La televisión no puede quedar sujeta, entonces, al manejo discrecional de sus propietarios y solo a expensas de la rentabilidad del negocio. En los países referidos, y hasta en el propio Estados Unidos, funcionan órganos reguladores con autonomía de los gobiernos de turno, encargados de otorgar licencias de televisión y de radio, de renovarlas o revocarlas, así como de aplicar sanciones en caso los licenciatarios no cumplan con las obligaciones establecidas por las leyes y reglamentos de cada uno de estos países.
 
En sociedades democráticas funciona, cómo no, la autorregulación, pero en arreglo a marcos regulatorios que buscan equilibrar, con mucho más éxito que en el Perú, la libertad de expresión con el derecho ciudadano a la información, la libertad de empresa con la responsabilidad social, la libertad de opinión con el pluralismo político, religioso y cultural.
 
En la primera vuelta de las elecciones del 2011, el hoy Presidente planteó promover cambios en el marco legal con la finalidad de democratizar el sistema de radio y televisión en el Perú.
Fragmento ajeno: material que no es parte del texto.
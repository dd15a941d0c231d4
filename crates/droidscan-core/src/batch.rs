//! Batch encoding orchestrator with progress tracking.
//!
//! APKs are independent units of work: no shared state, no ordering
//! requirement. The batch runner fans the work list out over a rayon
//! pool and isolates failures per APK, so one unreadable archive never
//! aborts its siblings.

use std::path::PathBuf;
use std::sync::atomic::{AtomicBool, AtomicUsize, Ordering};
use std::sync::Arc;

use anyhow::Result;
use rayon::prelude::*;
use walkdir::WalkDir;

use crate::dataset::sha256_file;
use crate::encode::{color_image_path, encode_apk, COLOR_SUFFIX};
use crate::report::EncodeOutcome;

/// Configuration for a batch encode run.
#[derive(Debug, Clone)]
pub struct BatchConfig {
    /// Files or directories to encode.
    pub target_paths: Vec<PathBuf>,
    /// Destination directory; `None` writes next to each APK.
    pub out_dir: Option<PathBuf>,
    /// Name outputs by the SHA-256 of the APK contents instead of the
    /// file stem (the layout the training pipeline consumes).
    pub by_hash: bool,
    /// Also write per-section grayscale PNGs for debugging.
    pub write_sections: bool,
}

/// Atomic progress tracking — safe to poll from another thread.
pub struct BatchProgress {
    pub total_apks: AtomicUsize,
    pub encoded: AtomicUsize,
    pub failed: AtomicUsize,
    pub cancel: AtomicBool,
}

impl BatchProgress {
    pub fn new() -> Self {
        Self {
            total_apks: AtomicUsize::new(0),
            encoded: AtomicUsize::new(0),
            failed: AtomicUsize::new(0),
            cancel: AtomicBool::new(false),
        }
    }
}

impl Default for BatchProgress {
    fn default() -> Self {
        Self::new()
    }
}

/// Collect APK paths from the given paths, expanding directories.
pub fn collect_apks(paths: &[PathBuf]) -> Vec<PathBuf> {
    let is_apk = |p: &PathBuf| {
        p.extension()
            .and_then(|ext| ext.to_str())
            .is_some_and(|ext| ext.eq_ignore_ascii_case("apk"))
    };

    let mut apks = Vec::new();
    for path in paths {
        if path.is_file() {
            // Explicitly named files are taken as-is, whatever the suffix.
            apks.push(path.clone());
        } else if path.is_dir() {
            for entry in WalkDir::new(path).follow_links(false).into_iter().flatten() {
                let p = entry.into_path();
                if p.is_file() && is_apk(&p) {
                    apks.push(p);
                }
            }
        }
    }
    apks
}

/// Encode one APK to disk and return the composite path.
fn encode_one(apk: &PathBuf, config: &BatchConfig) -> Result<PathBuf> {
    let image = encode_apk(apk)?;

    let dest = if config.by_hash {
        let stem = sha256_file(apk)?;
        let dir = config
            .out_dir
            .clone()
            .or_else(|| apk.parent().map(PathBuf::from))
            .unwrap_or_else(|| PathBuf::from("."));
        dir.join(format!("{stem}{COLOR_SUFFIX}"))
    } else {
        color_image_path(apk, config.out_dir.as_deref())
    };

    image.save(&dest)?;

    if config.write_sections {
        let stem = crate::encode::apk_stem(&dest);
        let dir = dest.parent().unwrap_or_else(|| std::path::Path::new("."));
        image.save_sections(dir, &stem)?;
    }

    Ok(dest)
}

/// Run a full batch encode with progress tracking. Blocking — call from
/// a background thread if a front-end needs to stay responsive.
pub fn run_batch(config: &BatchConfig, progress: &Arc<BatchProgress>) -> Result<Vec<EncodeOutcome>> {
    if let Some(dir) = &config.out_dir {
        std::fs::create_dir_all(dir)?;
    }

    let apks = collect_apks(&config.target_paths);
    progress.total_apks.store(apks.len(), Ordering::Relaxed);

    if apks.is_empty() {
        return Ok(Vec::new());
    }

    let results: Vec<EncodeOutcome> = apks
        .par_iter()
        .filter_map(|apk| {
            if progress.cancel.load(Ordering::Relaxed) {
                return None;
            }

            let outcome = match encode_one(apk, config) {
                Ok(dest) => {
                    progress.encoded.fetch_add(1, Ordering::Relaxed);
                    EncodeOutcome {
                        apk: apk.clone(),
                        image: Some(dest),
                        error: None,
                    }
                }
                Err(e) => {
                    progress.failed.fetch_add(1, Ordering::Relaxed);
                    log::warn!("failed to encode {}: {e:#}", apk.display());
                    EncodeOutcome {
                        apk: apk.clone(),
                        image: None,
                        error: Some(format!("{e:#}")),
                    }
                }
            };
            Some(outcome)
        })
        .collect();

    Ok(results)
}

#[cfg(test)]
mod tests {
    use super::*;
    use crate::apk::tests::write_test_zip;

    fn valid_members() -> Vec<(&'static str, &'static [u8])> {
        vec![
            ("classes.dex", b"\x01\x02\x03\x04".as_slice()),
            ("AndroidManifest.xml", b"\x42\x42".as_slice()),
        ]
    }

    #[test]
    fn collect_filters_directories_to_apks() {
        let dir = tempfile::tempdir().unwrap();
        write_test_zip(&dir.path().join("a.apk"), &valid_members());
        write_test_zip(&dir.path().join("b.APK"), &valid_members());
        std::fs::write(dir.path().join("notes.txt"), b"x").unwrap();

        let mut found = collect_apks(&[dir.path().to_path_buf()]);
        found.sort();
        let names: Vec<_> = found
            .iter()
            .map(|p| p.file_name().unwrap().to_str().unwrap())
            .collect();
        assert_eq!(names, vec!["a.apk", "b.APK"]);
    }

    #[test]
    fn batch_isolates_per_apk_failures() {
        let in_dir = tempfile::tempdir().unwrap();
        let out_dir = tempfile::tempdir().unwrap();

        write_test_zip(&in_dir.path().join("good.apk"), &valid_members());
        std::fs::write(in_dir.path().join("broken.apk"), b"not a zip").unwrap();
        // Valid archive, but the required dex section is missing.
        write_test_zip(
            &in_dir.path().join("nodex.apk"),
            &[("AndroidManifest.xml", b"\x42".as_slice())],
        );

        let config = BatchConfig {
            target_paths: vec![in_dir.path().to_path_buf()],
            out_dir: Some(out_dir.path().to_path_buf()),
            by_hash: false,
            write_sections: false,
        };
        let progress = Arc::new(BatchProgress::new());
        let results = run_batch(&config, &progress).unwrap();

        assert_eq!(results.len(), 3);
        assert_eq!(progress.total_apks.load(Ordering::Relaxed), 3);
        assert_eq!(progress.encoded.load(Ordering::Relaxed), 1);
        assert_eq!(progress.failed.load(Ordering::Relaxed), 2);

        assert!(out_dir.path().join("good.color.png").exists());
        // Failures leave no partial outputs behind.
        assert!(!out_dir.path().join("broken.color.png").exists());
        assert!(!out_dir.path().join("nodex.color.png").exists());
    }

    #[test]
    fn by_hash_names_output_from_contents() {
        let in_dir = tempfile::tempdir().unwrap();
        let out_dir = tempfile::tempdir().unwrap();
        let apk = in_dir.path().join("sample.apk");
        write_test_zip(&apk, &valid_members());

        let config = BatchConfig {
            target_paths: vec![apk.clone()],
            out_dir: Some(out_dir.path().to_path_buf()),
            by_hash: true,
            write_sections: false,
        };
        let progress = Arc::new(BatchProgress::new());
        let results = run_batch(&config, &progress).unwrap();

        let expected = out_dir
            .path()
            .join(format!("{}{COLOR_SUFFIX}", sha256_file(&apk).unwrap()));
        assert_eq!(results[0].image.as_deref(), Some(expected.as_path()));
        assert!(expected.exists());
    }

    #[test]
    fn write_sections_emits_debug_pngs() {
        let in_dir = tempfile::tempdir().unwrap();
        let out_dir = tempfile::tempdir().unwrap();
        write_test_zip(&in_dir.path().join("s.apk"), &valid_members());

        let config = BatchConfig {
            target_paths: vec![in_dir.path().to_path_buf()],
            out_dir: Some(out_dir.path().to_path_buf()),
            by_hash: false,
            write_sections: true,
        };
        let progress = Arc::new(BatchProgress::new());
        run_batch(&config, &progress).unwrap();

        assert!(out_dir.path().join("s.color.png").exists());
        assert!(out_dir.path().join("s.dex.png").exists());
        assert!(out_dir.path().join("s.xml.png").exists());
    }

    #[test]
    fn empty_work_list_is_ok() {
        let dir = tempfile::tempdir().unwrap();
        let config = BatchConfig {
            target_paths: vec![dir.path().to_path_buf()],
            out_dir: None,
            by_hash: false,
            write_sections: false,
        };
        let progress = Arc::new(BatchProgress::new());
        let results = run_batch(&config, &progress).unwrap();
        assert!(results.is_empty());
    }
}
Aunque la propuesta fue rápidamente neutralizada por los principales grupos mediáticos del país —con el argumento falaz de que se trataba de un intento por coactar la libertad de expresión—, cada cierto tiempo voceros del Gobierno critican a los medios de comunicación especialmente por el carácter de sus agendas y los encuadres periodísticos de ciertos hechos de interés para la actual administración gubernamental. Estamos muy lejos, sin embargo, de un necesario debate público y político sobre un asunto de gran relevancia para la calidad de la democracia, para los valores y principios que orientan nuestra vida en sociedad en general.